[Collected data]
——————
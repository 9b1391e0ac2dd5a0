//! The capability set every CRM platform adapter exposes.
//!
//! Connectors own their credentials and token lifecycle. Anything that goes
//! wrong inside a connector stays inside it: authentication failures degrade to
//! empty results, and the remaining faults come back as [`ConnectorError`] for
//! the registry to record against that platform only.

use std::collections::BTreeMap;

use async_trait::async_trait;
use chrono::{DateTime, Utc};
use serde::{Deserialize, Serialize};

use crate::domain::budget::BudgetSummary;
use crate::domain::call::Call;
use crate::domain::lead::Lead;
use crate::errors::ConnectorError;

#[derive(Clone, Debug, Default, PartialEq, Eq)]
pub struct FetchQuery {
    pub limit: Option<usize>,
    pub since: Option<DateTime<Utc>>,
}

impl FetchQuery {
    pub fn unbounded() -> Self {
        Self::default()
    }

    pub fn limited(limit: usize) -> Self {
        Self { limit: Some(limit), since: None }
    }

    pub fn since(mut self, since: DateTime<Utc>) -> Self {
        self.since = Some(since);
        self
    }

    pub fn is_satisfied_by(&self, fetched: usize) -> bool {
        self.limit.map(|limit| fetched >= limit).unwrap_or(false)
    }

    /// Page size to request upstream, capped by the platform maximum.
    pub fn page_size(&self, platform_max: usize) -> usize {
        self.limit.map(|limit| limit.clamp(1, platform_max)).unwrap_or(platform_max)
    }
}

#[derive(Clone, Copy, Debug, PartialEq, Eq, PartialOrd, Ord, Hash, Serialize, Deserialize)]
#[serde(rename_all = "snake_case")]
pub enum EntityKind {
    Leads,
    Calls,
}

#[derive(Clone, Debug, PartialEq, Eq, Serialize, Deserialize)]
pub struct SyncReport {
    pub counts: BTreeMap<EntityKind, usize>,
    pub timestamp: DateTime<Utc>,
}

impl SyncReport {
    pub fn total(&self) -> usize {
        self.counts.values().sum()
    }
}

#[derive(Clone, Copy, Debug, PartialEq, Eq, Serialize, Deserialize)]
#[serde(rename_all = "snake_case")]
pub enum HealthState {
    Healthy,
    Unhealthy,
}

#[derive(Clone, Debug, PartialEq, Eq, Serialize, Deserialize)]
pub struct HealthStatus {
    pub status: HealthState,
    pub message: String,
    pub last_sync: Option<DateTime<Utc>>,
    #[serde(default, skip_serializing_if = "Option::is_none")]
    pub authenticated: Option<bool>,
}

impl HealthStatus {
    pub fn healthy(last_sync: Option<DateTime<Utc>>) -> Self {
        Self {
            status: HealthState::Healthy,
            message: "Connection active".to_string(),
            last_sync,
            authenticated: Some(true),
        }
    }

    pub fn unhealthy(message: impl Into<String>, last_sync: Option<DateTime<Utc>>) -> Self {
        Self {
            status: HealthState::Unhealthy,
            message: message.into(),
            last_sync,
            authenticated: None,
        }
    }

    pub fn is_healthy(&self) -> bool {
        self.status == HealthState::Healthy
    }
}

#[derive(Clone, Copy, Debug, Default, PartialEq, Eq, Serialize, Deserialize)]
pub struct ConnectorStatus {
    pub authenticated: bool,
    pub last_sync: Option<DateTime<Utc>>,
}

/// Where synced records go. Storage is somebody else's concern; connectors
/// only hand over what they fetched.
#[async_trait]
pub trait RecordSink: Send + Sync {
    async fn store_leads(&self, platform: &str, leads: &[Lead]) -> Result<(), ConnectorError>;
    async fn store_calls(&self, platform: &str, calls: &[Call]) -> Result<(), ConnectorError>;
}

#[derive(Clone, Copy, Debug, Default)]
pub struct DiscardSink;

#[async_trait]
impl RecordSink for DiscardSink {
    async fn store_leads(&self, _platform: &str, _leads: &[Lead]) -> Result<(), ConnectorError> {
        Ok(())
    }

    async fn store_calls(&self, _platform: &str, _calls: &[Call]) -> Result<(), ConnectorError> {
        Ok(())
    }
}

#[async_trait]
pub trait CrmConnector: Send + Sync {
    /// Human-facing platform name, e.g. `HubSpot`.
    fn platform_name(&self) -> &str;

    /// Checks the held credential. Never fails: every problem is a `false`.
    async fn authenticate(&self) -> bool;

    async fn get_leads(&self, query: &FetchQuery) -> Result<Vec<Lead>, ConnectorError>;

    async fn get_calls(&self, query: &FetchQuery) -> Result<Vec<Call>, ConnectorError>;

    async fn get_budget_info(
        &self,
        lead_ids: Option<&[String]>,
    ) -> Result<BudgetSummary, ConnectorError>;

    async fn status(&self) -> ConnectorStatus;

    async fn record_sync(&self, at: DateTime<Utc>);

    async fn sync(&self, sink: &dyn RecordSink) -> Result<SyncReport, ConnectorError> {
        let leads = self.get_leads(&FetchQuery::unbounded()).await?;
        let calls = self.get_calls(&FetchQuery::unbounded()).await?;

        sink.store_leads(self.platform_name(), &leads).await?;
        sink.store_calls(self.platform_name(), &calls).await?;

        let timestamp = Utc::now();
        self.record_sync(timestamp).await;

        let counts =
            BTreeMap::from([(EntityKind::Leads, leads.len()), (EntityKind::Calls, calls.len())]);
        Ok(SyncReport { counts, timestamp })
    }

    /// Authenticates as a side effect when the connector is not already
    /// authenticated.
    async fn health_check(&self) -> HealthStatus {
        let status = self.status().await;
        if !status.authenticated && !self.authenticate().await {
            return HealthStatus::unhealthy("Authentication failed", status.last_sync);
        }

        HealthStatus::healthy(self.status().await.last_sync)
    }
}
——————
Problem description - Exactly as they appear, restate all of the entries.

Solved problem -
repository 9b1391e0ac2dd5a0
//! The capability set every CRM platform adapter exposes.
//!
//! Connectors own their credentials and token lifecycle. Anything that goes
//! wrong inside a connector stays inside it: authentication failures degrade to
//! empty results, and the remaining faults come back as [`ConnectorError`] for
//! the registry to record against that platform only.

use std::collections::BTreeMap;

use async_trait::async_trait;
use chrono::{DateTime, Utc};
use serde::{Deserialize, Serialize};

use crate::domain::budget::BudgetSummary;
use crate::domain::call::Call;
use crate::domain::lead::Lead;
use crate::errors::ConnectorError;

#[derive(Clone, Debug, Default, PartialEq, Eq)]
pub struct FetchQuery {
    pub limit: Option<usize>,
    pub since: Option<DateTime<Utc>>,
}

impl FetchQuery {
    pub fn unbounded() -> Self {
        Self::default()
    }

    pub fn limited(limit: usize) -> Self {
        Self { limit: Some(limit), since: None }
    }

    pub fn since(mut self, since: DateTime<Utc>) -> Self {
        self.since = Some(since);
        self
    }

    pub fn is_satisfied_by(&self, fetched: usize) -> bool {
        self.limit.map(|limit| fetched >= limit).unwrap_or(false)
    }

    /// Page size to request upstream, capped by the platform maximum.
    pub fn page_size(&self, platform_max: usize) -> usize {
        self.limit.map(|limit| limit.clamp(1, platform_max)).unwrap_or(platform_max)
    }
}

#[derive(Clone, Copy, Debug, PartialEq, Eq, PartialOrd, Ord, Hash, Serialize, Deserialize)]
#[serde(rename_all = "snake_case")]
pub enum EntityKind {
    Leads,
    Calls,
}

#[derive(Clone, Debug, PartialEq, Eq, Serialize, Deserialize)]
pub struct SyncReport {
    pub counts: BTreeMap<EntityKind, usize>,
    pub timestamp: DateTime<Utc>,
}

impl SyncReport {
    pub fn total(&self) -> usize {
        self.counts.values().sum()
    }
}

#[derive(Clone, Copy, Debug, PartialEq, Eq, Serialize, Deserialize)]
#[serde(rename_all = "snake_case")]
pub enum HealthState {
    Healthy,
    Unhealthy,
}

#[derive(Clone, Debug, PartialEq, Eq, Serialize, Deserialize)]
pub struct HealthStatus {
    pub status: HealthState,
    pub message: String,
    pub last_sync: Option<DateTime<Utc>>,
    #[serde(default, skip_serializing_if = "Option::is_none")]
    pub authenticated: Option<bool>,
}

impl HealthStatus {
    pub fn healthy(last_sync: Option<DateTime<Utc>>) -> Self {
        Self {
            status: HealthState::Healthy,
            message: "Connection active".to_string(),
            last_sync,
            authenticated: Some(true),
        }
    }

    pub fn unhealthy(message: impl Into<String>, last_sync: Option<DateTime<Utc>>) -> Self {
        Self {
            status: HealthState::Unhealthy,
            message: message.into(),
            last_sync,
            authenticated: None,
        }
    }

    pub fn is_healthy(&self) -> bool {
        self.status == HealthState::Healthy
    }
}

#[derive(Clone, Copy, Debug, Default, PartialEq, Eq, Serialize, Deserialize)]
pub struct ConnectorStatus {
    pub authenticated: bool,
    pub last_sync: Option<DateTime<Utc>>,
}

/// Where synced records go. Storage is somebody else's concern; connectors
/// only hand over what they fetched.
#[async_trait]
pub trait RecordSink: Send + Sync {
    async fn store_leads(&self, platform: &str, leads: &[Lead]) -> Result<(), ConnectorError>;
    async fn store_calls(&self, platform: &str, calls: &[Call]) -> Result<(), ConnectorError>;
}

#[derive(Clone, Copy, Debug, Default)]
pub struct DiscardSink;

#[async_trait]
impl RecordSink for DiscardSink {
    async fn store_leads(&self, _platform: &str, _leads: &[Lead]) -> Result<(), ConnectorError> {
        Ok(())
    }

    async fn store_calls(&self, _platform: &str, _calls: &[Call]) -> Result<(), ConnectorError> {
        Ok(())
    }
}

#[async_trait]
pub trait CrmConnector: Send + Sync {
    /// Human-facing platform name, e.g. `HubSpot`.
    fn platform_name(&self) -> &str;

    /// Checks the held credential. Never fails: every problem is a `false`.
    async fn authenticate(&self) -> bool;

    async fn get_leads(&self, query: &FetchQuery) -> Result<Vec<Lead>, ConnectorError>;

    async fn get_calls(&self, query: &FetchQuery) -> Result<Vec<Call>, ConnectorError>;

    async fn get_budget_info(
        &self,
        lead_ids: Option<&[String]>,
    ) -> Result<BudgetSummary, ConnectorError>;

    async fn status(&self) -> ConnectorStatus;

    async fn record_sync(&self, at: DateTime<Utc>);

    async fn sync(&self, sink: &dyn RecordSink) -> Result<SyncReport, ConnectorError> {
        let leads = self.get_leads(&FetchQuery::unbounded()).await?;
        let calls = self.get_calls(&FetchQuery::unbounded()).await?;

        sink.store_leads(self.platform_name(), &leads).await?;
        sink.store_calls(self.platform_name(), &calls).await?;

        let timestamp = Utc::now();
        self.record_sync(timestamp).await;

        let counts =
            BTreeMap::from([(EntityKind::Leads, leads.len()), (EntityKind::Calls, calls.len())]);
        Ok(SyncReport { counts, timestamp })
    }

    /// Authenticates as a side effect when the connector is not already
    /// authenticated.
    async fn health_check(&self) -> HealthStatus {
        let status = self.status().await;
        if !status.authenticated && !self.authenticate().await {
            return HealthStatus::unhealthy("Authentication failed", status.last_sync);
        }

        HealthStatus::healthy(self.status().await.last_sync)
    }
}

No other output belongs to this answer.